I hear Whitlock faintly stirring* in the bunk underneath me. The bed creaks as he slowly, gingerly* sits up and begins to vomit into a bucket, choking and heaving and gasping* as the contents of his stomach unceremoniously escape his body. Once* the retching is over, there’s laboured breathing and a soft, low thud;* the low sound of a head being rested against a bunk pole.

"Stirring" implies a quietness, you could go with "I hear Whitlock's weak stirs."

"Slowly, gingerly" gingerly implies slowness.

"Choking and heaving and gasping" like the above, your omission of commas is meant to emphasize the unpleasantness but just "choking" captures it, and we already know he's having a bad time from the context, before and after.

"Once" is a word for temporal specificity, "when" is a word for temporal generality. When also reads better, "When the retching is finished there's laboured breathing"

"soft, low" redundant

I might omit to "there's laboured breathing and the low sound of a head being rested against a bunk pole"


Last notes: the rules for italicizing apply to titles of works, words not in English (though this would be often, not strictly always), and scientific terms. In prose you can style how you want so you can use italics for names like "Proteus" and "Mazu" but there are times it hurts the flow, especially back-to-back with "Caelus, Qianliyan."

Spirulina is proper when referring to the organism, for a food product it's just "spirulina cakes."

Thanks for reading, and for the feedback. I've changed the document to a commentable state now if you would like to leave some suggestions.

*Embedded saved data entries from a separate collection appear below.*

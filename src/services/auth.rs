//! Authentication service: registration, login, token issuance

use argon2::{
    password_hash::{rand_core::OsRng, PasswordHash, PasswordHasher, PasswordVerifier, SaltString},
    Argon2,
};
use chrono::Utc;

use crate::{
    config::AuthConfig,
    error::{AppError, AppResult},
    models::user::{Claims, RegisterUser, Role, User},
    repository::Repository,
};

/// Hash a password using Argon2
pub fn hash_password(password: &str) -> AppResult<String> {
    let salt = SaltString::generate(&mut OsRng);
    let argon2 = Argon2::default();
    let hash = argon2
        .hash_password(password.as_bytes(), &salt)
        .map_err(|e| AppError::Internal(format!("Failed to hash password: {}", e)))?;
    Ok(hash.to_string())
}

/// Verify a password against a stored Argon2 hash
pub fn verify_password(password: &str, stored_hash: &str) -> AppResult<bool> {
    let parsed_hash = PasswordHash::new(stored_hash)
        .map_err(|_| AppError::Internal("Invalid password hash".to_string()))?;
    Ok(Argon2::default()
        .verify_password(password.as_bytes(), &parsed_hash)
        .is_ok())
}

#[derive(Clone)]
pub struct AuthService {
    repository: Repository,
    config: AuthConfig,
}

impl AuthService {
    pub fn new(repository: Repository, config: AuthConfig) -> Self {
        Self { repository, config }
    }

    /// Register a new student account and log it in
    pub async fn register(&self, request: RegisterUser) -> AppResult<(String, User)> {
        if self
            .repository
            .users
            .email_exists(&request.email, None)
            .await?
        {
            return Err(AppError::Conflict(
                "This email address is already in use".to_string(),
            ));
        }

        let password_hash = hash_password(&request.password)?;

        // Registration always creates a student; roles are granted
        // through the admin directory.
        let user = self
            .repository
            .users
            .create(
                &request.firstname,
                &request.lastname,
                &request.email,
                &password_hash,
                Role::Student,
            )
            .await?;

        let token = self.token_for_user(&user)?;
        Ok((token, user))
    }

    /// Authenticate by email and password, returning a signed token
    pub async fn login(&self, email: &str, password: &str) -> AppResult<(String, User)> {
        let user = self
            .repository
            .users
            .get_by_email(email)
            .await?
            .ok_or_else(|| AppError::Unauthenticated("Invalid email or password".to_string()))?;

        if !verify_password(password, &user.password_hash)? {
            return Err(AppError::Unauthenticated(
                "Invalid email or password".to_string(),
            ));
        }

        let token = self.token_for_user(&user)?;
        Ok((token, user))
    }

    /// Current user profile for a verified set of claims
    pub async fn me(&self, claims: &Claims) -> AppResult<User> {
        self.repository.users.get_by_id(claims.user_id).await
    }

    /// Issue a signed token for the user
    pub fn token_for_user(&self, user: &User) -> AppResult<String> {
        let now = Utc::now().timestamp();
        let exp = now + (self.config.jwt_expiration_hours as i64 * 3600);

        let claims = Claims {
            sub: user.email.clone(),
            user_id: user.id,
            role: user.role,
            firstname: Some(user.firstname.clone()),
            lastname: Some(user.lastname.clone()),
            exp,
            iat: now,
        };

        claims
            .create_token(&self.config.jwt_secret)
            .map_err(|e| AppError::Internal(format!("Failed to create token: {}", e)))
    }
}
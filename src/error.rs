//! Error types for the Biblios server

use axum::{
    http::StatusCode,
    response::{IntoResponse, Response},
    Json,
};
use serde::Serialize;
use thiserror::Error;

/// Main application error type
#[derive(Error, Debug)]
pub enum AppError {
    /// No credential was presented at all.
    #[error("Unauthenticated: {0}")]
    Unauthenticated(String),

    /// A credential was presented but could not be decoded or verified.
    #[error("Invalid credential: {0}")]
    InvalidCredential(String),

    #[error("Forbidden: {0}")]
    Forbidden(String),

    #[error("Not found: {0}")]
    NotFound(String),

    /// No copies left to borrow.
    #[error("Unavailable: {0}")]
    Unavailable(String),

    #[error("Invalid input: {0}")]
    InvalidInput(String),

    #[error("Conflict: {0}")]
    Conflict(String),

    /// The storage boundary did not respond within the configured deadline.
    #[error("Timeout: {0}")]
    Timeout(String),

    #[error("Database error: {0}")]
    Database(sqlx::Error),

    #[error("Internal server error: {0}")]
    Internal(String),
}

impl AppError {
    /// Stable machine-readable error code, part of the API contract.
    pub fn code(&self) -> &'static str {
        match self {
            AppError::Unauthenticated(_) => "UNAUTHENTICATED",
            AppError::InvalidCredential(_) => "INVALID_CREDENTIAL",
            AppError::Forbidden(_) => "FORBIDDEN",
            AppError::NotFound(_) => "NOT_FOUND",
            AppError::Unavailable(_) => "UNAVAILABLE",
            AppError::InvalidInput(_) => "INVALID_INPUT",
            AppError::Conflict(_) => "CONFLICT",
            AppError::Timeout(_) => "TIMEOUT",
            AppError::Database(_) => "STORAGE_FAILURE",
            AppError::Internal(_) => "INTERNAL",
        }
    }
}

impl From<sqlx::Error> for AppError {
    fn from(e: sqlx::Error) -> Self {
        match e {
            // A saturated or unreachable pool surfaces as a timeout the
            // caller can retry, not as an opaque storage failure.
            sqlx::Error::PoolTimedOut => {
                AppError::Timeout("Storage did not respond in time".to_string())
            }
            sqlx::Error::Io(_) => AppError::Timeout("Storage unreachable".to_string()),
            sqlx::Error::Database(ref db) if db.is_unique_violation() => {
                AppError::Conflict("Resource already exists".to_string())
            }
            other => AppError::Database(other),
        }
    }
}

impl From<validator::ValidationErrors> for AppError {
    fn from(e: validator::ValidationErrors) -> Self {
        AppError::InvalidInput(e.to_string())
    }
}

/// Error response body
#[derive(Serialize, utoipa::ToSchema)]
pub struct ErrorResponse {
    /// Stable error code
    pub error: String,
    /// Human-readable message
    pub message: String,
}

impl IntoResponse for AppError {
    fn into_response(self) -> Response {
        let code = self.code();
        let (status, message) = match &self {
            AppError::Unauthenticated(msg) | AppError::InvalidCredential(msg) => {
                (StatusCode::UNAUTHORIZED, msg.clone())
            }
            AppError::Forbidden(msg) => (StatusCode::FORBIDDEN, msg.clone()),
            AppError::NotFound(msg) => (StatusCode::NOT_FOUND, msg.clone()),
            AppError::Unavailable(msg) => (StatusCode::CONFLICT, msg.clone()),
            AppError::InvalidInput(msg) => (StatusCode::BAD_REQUEST, msg.clone()),
            AppError::Conflict(msg) => (StatusCode::CONFLICT, msg.clone()),
            AppError::Timeout(msg) => (StatusCode::GATEWAY_TIMEOUT, msg.clone()),
            AppError::Database(e) => {
                tracing::error!("Database error: {:?}", e);
                (
                    StatusCode::INTERNAL_SERVER_ERROR,
                    "Storage error".to_string(),
                )
            }
            AppError::Internal(msg) => {
                tracing::error!("Internal error: {}", msg);
                (
                    StatusCode::INTERNAL_SERVER_ERROR,
                    "Internal server error".to_string(),
                )
            }
        };

        let body = Json(ErrorResponse {
            error: code.to_string(),
            message,
        });

        (status, body).into_response()
    }
}

/// Result type alias for application operations
pub type AppResult<T> = Result<T, AppError>;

Reading through it again, I think you and @Amadan are probably correct about the excess of adjectives, especially in the introductory sections of the current draft. Not sure why I didn't notice this earlier myself, I suppose it's surprisingly easy to get lost in obsessing about large-scale sentence construction and excluding other considerations like these. I will be taking these critiques on board, and have made an attempt to cut some of the filler adjectives out (though I've left the google doc untouched for now so I can get more feedback on the submitted draft).

I've finished with suggested edits in the doc. It kept signing me out, that may be why it looks like several people were making suggestions.

I've done a lot of anon editing in /lit/ /wg/ threads, most of what I've read there is the kind of bad writing that editing can't fix. Yours is good, and you can see that in my edits being almost all words and parts of sentences you could omit. Using a few too many words is an easy fix. I liked it, I'll be reading more as long you keep us updated.

I meant to put these in my previous comment -- "That" can often be omitted, and there are some rules on writing numbers. The article says and I'll summarize, it's just narrative consistency, always writing them as numerals or always writing them as words. That is narrative, so in narration you'd write them all as numerals, and as dialogue you'd write them as the full words (though there are specific exceptions to this, the one I can name is street addresses, which are always written as eg "123 Main").

This is great, thanks, very comprehensive. I've looked through all of your comments and have taken virtually all of the proposed amendments on board, and do feel it improves the flow of the writing.

I'm also glad you're enjoying the story. I was worried people would tire of constant updates in the project thread, but it's encouraging to see that at least somebody would be willing to follow it. Depending on whether I meet my targets an update may or may not be forthcoming next Monday, but I will try to see this through to the end and post in the Maker's Monday thread in semi-regular intervals.